[Opening Supplied data section]

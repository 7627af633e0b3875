use xgrid_hostast as host;
use xgrid_hostast::{AnnotationParam, FunctionDef, Param, RawAnnotation};
use xgrid_ir::{DefinitionMode, Statement, Terminal};
use xgrid_types::{FloatWidth, IntWidth, ReferenceType, Type, ValueType};
use xgrid_util::Location;

use crate::environment::{EnvEntry, Environment};

use super::lower_function;

fn loc(line: u32) -> Location {
	Location::new("test.xg", "k", line)
}

fn name_annot(name: &str) -> RawAnnotation {
	RawAnnotation {
		name: name.into(),
		params: Vec::new(),
	}
}

fn int_annot(bits: i64) -> RawAnnotation {
	RawAnnotation {
		name: "Int".into(),
		params: vec![AnnotationParam::IntLiteral(bits)],
	}
}

fn float_annot(bits: i64) -> RawAnnotation {
	RawAnnotation {
		name: "Float".into(),
		params: vec![AnnotationParam::IntLiteral(bits)],
	}
}

fn grid_annot(elem: RawAnnotation, dim: i64) -> RawAnnotation {
	RawAnnotation {
		name: "Grid".into(),
		params: vec![
			AnnotationParam::Annotation(elem),
			AnnotationParam::IntLiteral(dim),
		],
	}
}

/// `def k(g: Grid[Float[64], 1]) -> Void: g[0] = g[0][-1] + 1.0`
#[test]
fn stencil_load_store_round_trip() {
	let func = FunctionDef {
		name: "k".into(),
		params: vec![Param {
			name: "g".into(),
			annotation: Some(grid_annot(float_annot(64), 1)),
			location: loc(1),
		}],
		returns: Some(name_annot("Void")),
		body: vec![host::Stmt::Assign {
			target: host::Expr::Subscript {
				value: Box::new(host::Expr::Name {
					id: "g".into(),
					location: loc(2),
				}),
				slice: vec![host::Expr::Constant {
					value: host::Constant::Int(0),
					location: loc(2),
				}],
				location: loc(2),
			},
			annotation: None,
			value: host::Expr::BinOp {
				left: Box::new(host::Expr::Subscript {
					value: Box::new(host::Expr::Subscript {
						value: Box::new(host::Expr::Name {
							id: "g".into(),
							location: loc(2),
						}),
						slice: vec![host::Expr::Constant {
							value: host::Constant::Int(0),
							location: loc(2),
						}],
						location: loc(2),
					}),
					slice: vec![host::Expr::UnaryOp {
						op: host::UnaryOp::USub,
						operand: Box::new(host::Expr::Constant {
							value: host::Constant::Int(1),
							location: loc(2),
						}),
						location: loc(2),
					}],
					location: loc(2),
				}),
				op: host::BinOpKind::Add,
				right: Box::new(host::Expr::Constant {
					value: host::Constant::Float(1.0),
					location: loc(2),
				}),
				location: loc(2),
			},
			location: loc(2),
		}],
		location: loc(1),
	};

	let env = Environment::with_builtins();
	let lowered = lower_function(&func, DefinitionMode::Kernel, &env, FloatWidth::F64, None).unwrap();

	let Statement::Definition { body, .. } = lowered.definition else {
		panic!("expected a Definition");
	};
	assert_eq!(body.len(), 1);
	let Statement::Assignment { terminal, value, .. } = &body[0] else {
		panic!("expected an Assignment");
	};
	let Terminal::Stencil(store) = terminal else {
		panic!("expected a Stencil store target");
	};
	assert_eq!(store.time_offset, 0);
	assert_eq!(store.space_offset, vec![0]);

	let xgrid_ir::Expression::Binary { left, .. } = value else {
		panic!("expected a Binary expression");
	};
	let xgrid_ir::Expression::Stencil(load) = left.as_ref() else {
		panic!("expected the left operand to be a Stencil load");
	};
	assert_eq!(load.time_offset, -1);
	assert_eq!(load.space_offset, vec![0]);
}

/// `with boundary(1): g[0] = 0.0` captures the mask onto the store's Stencil.
#[test]
fn boundary_mask_is_captured() {
	let func = FunctionDef {
		name: "k".into(),
		params: vec![Param {
			name: "g".into(),
			annotation: Some(grid_annot(float_annot(32), 1)),
			location: loc(1),
		}],
		returns: Some(name_annot("Void")),
		body: vec![host::Stmt::With {
			context: host::Expr::Call {
				func: Box::new(host::Expr::Name {
					id: "boundary".into(),
					location: loc(2),
				}),
				args: vec![host::Expr::Constant {
					value: host::Constant::Int(1),
					location: loc(2),
				}],
				location: loc(2),
			},
			body: vec![host::Stmt::Assign {
				target: host::Expr::Subscript {
					value: Box::new(host::Expr::Name {
						id: "g".into(),
						location: loc(3),
					}),
					slice: vec![host::Expr::Constant {
						value: host::Constant::Int(0),
						location: loc(3),
					}],
					location: loc(3),
				},
				annotation: None,
				value: host::Expr::Constant {
					value: host::Constant::Float(0.0),
					location: loc(3),
				},
				location: loc(3),
			}],
			location: loc(2),
		}],
		location: loc(1),
	};

	let env = Environment::with_builtins();
	let lowered = lower_function(&func, DefinitionMode::Kernel, &env, FloatWidth::F32, None).unwrap();
	let Statement::Definition { body, .. } = lowered.definition else {
		panic!("expected a Definition");
	};
	let Statement::Assignment { terminal, .. } = &body[0] else {
		panic!("expected an Assignment");
	};
	let Terminal::Stencil(store) = terminal else {
		panic!("expected a Stencil store target");
	};
	assert_eq!(store.boundary_mask, 1);
}

/// `with c(): "asm();"` lifts straight to an Inline statement.
#[test]
fn raw_c_block_lifts_to_inline() {
	let func = FunctionDef {
		name: "k".into(),
		params: vec![],
		returns: Some(name_annot("Void")),
		body: vec![host::Stmt::With {
			context: host::Expr::Call {
				func: Box::new(host::Expr::Name {
					id: "c".into(),
					location: loc(2),
				}),
				args: vec![],
				location: loc(2),
			},
			body: vec![host::Stmt::Expr {
				value: host::Expr::Constant {
					value: host::Constant::Str("asm();".into()),
					location: loc(3),
				},
				location: loc(3),
			}],
			location: loc(2),
		}],
		location: loc(1),
	};

	let env = Environment::with_builtins();
	let lowered = lower_function(&func, DefinitionMode::Kernel, &env, FloatWidth::F32, None).unwrap();
	let Statement::Definition { body, .. } = lowered.definition else {
		panic!("expected a Definition");
	};
	assert_eq!(body.len(), 1);
	assert!(matches!(&body[0], Statement::Inline { source, .. } if source.as_str() == "asm();"));
}

/// A struct constructor call lowers to a `Call` whose `ty` names the struct
/// and whose `operator` equals the struct's own name.
#[test]
fn struct_constructor_call() {
	let particle = xgrid_types::StructType {
		name: "Particle".into(),
		fields: vec![
			("x".into(), ValueType::Float(FloatWidth::F64)),
			("y".into(), ValueType::Float(FloatWidth::F64)),
		],
	};
	let particle_ty = Type::Value(ValueType::Struct(std::sync::Arc::new(particle)));

	let mut env = Environment::with_builtins();
	env.insert("Particle", EnvEntry::Type(particle_ty));

	let func = FunctionDef {
		name: "make".into(),
		params: vec![],
		returns: Some(name_annot("Particle")),
		body: vec![host::Stmt::Return {
			value: Some(host::Expr::Call {
				func: Box::new(host::Expr::Name {
					id: "Particle".into(),
					location: loc(2),
				}),
				args: vec![
					host::Expr::Constant {
						value: host::Constant::Float(1.0),
						location: loc(2),
					},
					host::Expr::Constant {
						value: host::Constant::Float(2.0),
						location: loc(2),
					},
				],
				location: loc(2),
			}),
			location: loc(2),
		}],
		location: loc(1),
	};

	let lowered = lower_function(&func, DefinitionMode::Function, &env, FloatWidth::F64, None).unwrap();
	let Statement::Definition { body, .. } = lowered.definition else {
		panic!("expected a Definition");
	};
	let Statement::Return { value: Some(call), .. } = &body[0] else {
		panic!("expected a Return with a value");
	};
	let xgrid_ir::Expression::Call { operator, ty, .. } = call else {
		panic!("expected a Call expression");
	};
	assert_eq!(operator.as_str(), "Particle");
	assert!(matches!(ty, Type::Value(ValueType::Struct(s)) if s.name.as_str() == "Particle"));
}

/// A method call `p.scale(2.0)` resolves through the `"Struct.method"`
/// environment key and prepends the receiver as the first argument.
#[test]
fn method_call_prepends_receiver() {
	use xgrid_ir::Signature;

	let particle = xgrid_types::StructType {
		name: "Particle".into(),
		fields: vec![("x".into(), ValueType::Float(FloatWidth::F64))],
	};
	let particle_ty = ValueType::Struct(std::sync::Arc::new(particle));

	let mut env = Environment::with_builtins();
	env.insert(
		"Particle.scale",
		EnvEntry::Operator(crate::environment::OperatorHandle {
			name: "Particle.scale".into(),
			mode: DefinitionMode::Function,
			signature: Signature::new(
				vec![
					("self".into(), Type::Value(particle_ty.clone())),
					("factor".into(), Type::Value(ValueType::Float(FloatWidth::F64))),
				],
				Type::Void,
			),
			receiver_type: Some(particle_ty.clone()),
		}),
	);

	let func = FunctionDef {
		name: "apply".into(),
		params: vec![Param {
			name: "p".into(),
			annotation: None,
			location: loc(1),
		}],
		returns: Some(name_annot("Void")),
		body: vec![host::Stmt::Expr {
			value: host::Expr::Call {
				func: Box::new(host::Expr::Attribute {
					value: Box::new(host::Expr::Name {
						id: "p".into(),
						location: loc(2),
					}),
					attr: "scale".into(),
					location: loc(2),
				}),
				args: vec![host::Expr::Constant {
					value: host::Constant::Float(2.0),
					location: loc(2),
				}],
				location: loc(2),
			},
			location: loc(2),
		}],
		location: loc(1),
	};

	let lowered = lower_function(
		&func,
		DefinitionMode::Function,
		&env,
		FloatWidth::F64,
		Some(particle_ty),
	)
	.unwrap();
	let Statement::Definition { body, .. } = lowered.definition else {
		panic!("expected a Definition");
	};
	let Statement::Evaluation { value, .. } = &body[0] else {
		panic!("expected an Evaluation");
	};
	let xgrid_ir::Expression::Call { operator, args, .. } = value else {
		panic!("expected a Call expression");
	};
	assert_eq!(operator.as_str(), "Particle.scale");
	assert_eq!(args.len(), 2);
	assert!(matches!(&args[0], xgrid_ir::Expression::Identifier { variable, .. } if variable.name.as_str() == "p"));
}

/// Untyped int literals default to Int32, untyped floats to the configured
/// `default_precision`.
#[test]
fn literal_default_widths() {
	let func = FunctionDef {
		name: "k".into(),
		params: vec![],
		returns: Some(int_annot(32)),
		body: vec![host::Stmt::Return {
			value: Some(host::Expr::Constant {
				value: host::Constant::Int(7),
				location: loc(2),
			}),
			location: loc(2),
		}],
		location: loc(1),
	};
	let env = Environment::with_builtins();
	let lowered = lower_function(&func, DefinitionMode::Function, &env, FloatWidth::F32, None).unwrap();
	let Statement::Definition { body, .. } = lowered.definition else {
		panic!("expected a Definition");
	};
	let Statement::Return { value: Some(e), .. } = &body[0] else {
		panic!("expected Return with value");
	};
	assert_eq!(e.ty(), Type::Value(ValueType::Int(IntWidth::W32)));
}

/// Mismatched `for` start/end/step Number types are rejected (no implicit
/// widening).
#[test]
fn for_loop_rejects_mixed_number_types() {
	let func = FunctionDef {
		name: "k".into(),
		params: vec![],
		returns: Some(name_annot("Void")),
		body: vec![host::Stmt::For {
			target: "i".into(),
			start: host::Expr::Constant {
				value: host::Constant::Int(0),
				location: loc(2),
			},
			stop: host::Expr::Constant {
				value: host::Constant::Float(1.0),
				location: loc(2),
			},
			step: host::Expr::Constant {
				value: host::Constant::Int(1),
				location: loc(2),
			},
			body: vec![],
			location: loc(2),
		}],
		location: loc(1),
	};
	let env = Environment::with_builtins();
	let err = lower_function(&func, DefinitionMode::Function, &env, FloatWidth::F32, None).unwrap_err();
	assert!(err.reason.contains("Number type"));
}

/// Nested `boundary` contexts are rejected outright.
#[test]
fn nested_boundary_is_rejected() {
	let inner_assign = host::Stmt::With {
		context: host::Expr::Call {
			func: Box::new(host::Expr::Name {
				id: "boundary".into(),
				location: loc(3),
			}),
			args: vec![host::Expr::Constant {
				value: host::Constant::Int(2),
				location: loc(3),
			}],
			location: loc(3),
		},
		body: vec![],
		location: loc(3),
	};
	let func = FunctionDef {
		name: "k".into(),
		params: vec![],
		returns: Some(name_annot("Void")),
		body: vec![host::Stmt::With {
			context: host::Expr::Call {
				func: Box::new(host::Expr::Name {
					id: "boundary".into(),
					location: loc(2),
				}),
				args: vec![host::Expr::Constant {
					value: host::Constant::Int(1),
					location: loc(2),
				}],
				location: loc(2),
			},
			body: vec![inner_assign],
			location: loc(2),
		}],
		location: loc(1),
	};
	let env = Environment::with_builtins();
	let err = lower_function(&func, DefinitionMode::Function, &env, FloatWidth::F32, None).unwrap_err();
	assert!(err.reason.contains("nested"));
}

/// A method receiver's implicit `self` type comes from `self_type`, not an
/// annotation; without one and without an annotation, lowering fails.
#[test]
fn unannotated_first_param_requires_self_type() {
	let func = FunctionDef {
		name: "m".into(),
		params: vec![Param {
			name: "self_".into(),
			annotation: None,
			location: loc(1),
		}],
		returns: Some(name_annot("Void")),
		body: vec![],
		location: loc(1),
	};
	let env = Environment::with_builtins();
	assert!(lower_function(&func, DefinitionMode::Function, &env, FloatWidth::F32, None).is_err());

	let recv = ValueType::Bool;
	let ok = lower_function(
		&func,
		DefinitionMode::Function,
		&env,
		FloatWidth::F32,
		Some(recv.clone()),
	)
	.unwrap();
	let Statement::Definition { signature, .. } = ok.definition else {
		panic!("expected a Definition");
	};
	assert_eq!(signature.args[0].1, Type::Value(recv));
}

/// External definitions always get an empty body, even if the host AST
/// carries a `pass`-like statement list for one.
#[test]
fn external_body_is_always_empty() {
	let func = FunctionDef {
		name: "native_fn".into(),
		params: vec![],
		returns: Some(float_annot(64)),
		body: vec![host::Stmt::Return {
			value: Some(host::Expr::Constant {
				value: host::Constant::Float(0.0),
				location: loc(2),
			}),
			location: loc(2),
		}],
		location: loc(1),
	};
	let env = Environment::with_builtins();
	let lowered = lower_function(&func, DefinitionMode::External, &env, FloatWidth::F64, None).unwrap();
	let Statement::Definition { body, .. } = lowered.definition else {
		panic!("expected a Definition");
	};
	assert!(body.is_empty());
}

/// A grid subscript referencing a local that isn't grid-typed is rejected.
#[test]
fn subscript_on_non_grid_is_rejected() {
	let func = FunctionDef {
		name: "k".into(),
		params: vec![Param {
			name: "n".into(),
			annotation: Some(int_annot(32)),
			location: loc(1),
		}],
		returns: Some(name_annot("Void")),
		body: vec![host::Stmt::Expr {
			value: host::Expr::Subscript {
				value: Box::new(host::Expr::Name {
					id: "n".into(),
					location: loc(2),
				}),
				slice: vec![host::Expr::Constant {
					value: host::Constant::Int(0),
					location: loc(2),
				}],
				location: loc(2),
			},
			location: loc(2),
		}],
		location: loc(1),
	};
	let env = Environment::with_builtins();
	assert!(lower_function(&func, DefinitionMode::Function, &env, FloatWidth::F32, None).is_err());
}

/// `Grid[Float[64], 1]` parameters resolve to a `Reference` type, never
/// assignable as a whole value.
#[test]
fn grid_param_is_a_reference_type() {
	let func = FunctionDef {
		name: "k".into(),
		params: vec![Param {
			name: "g".into(),
			annotation: Some(grid_annot(float_annot(64), 1)),
			location: loc(1),
		}],
		returns: Some(name_annot("Void")),
		body: vec![],
		location: loc(1),
	};
	let env = Environment::with_builtins();
	let lowered = lower_function(&func, DefinitionMode::Kernel, &env, FloatWidth::F64, None).unwrap();
	let Statement::Definition { signature, .. } = lowered.definition else {
		panic!("expected a Definition");
	};
	assert!(matches!(
		signature.args[0].1,
		Type::Reference(ReferenceType::Grid(ValueType::Float(FloatWidth::F64), 1))
	));
}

[Closing Supplied data section]

For each line in the data that holds the word "sync", copy the line.

	let particle_ty = Type::Value(ValueType::Struct(std::sync::Arc::new(particle)));
	let particle_ty = ValueType::Struct(std::sync::Arc::new(particle));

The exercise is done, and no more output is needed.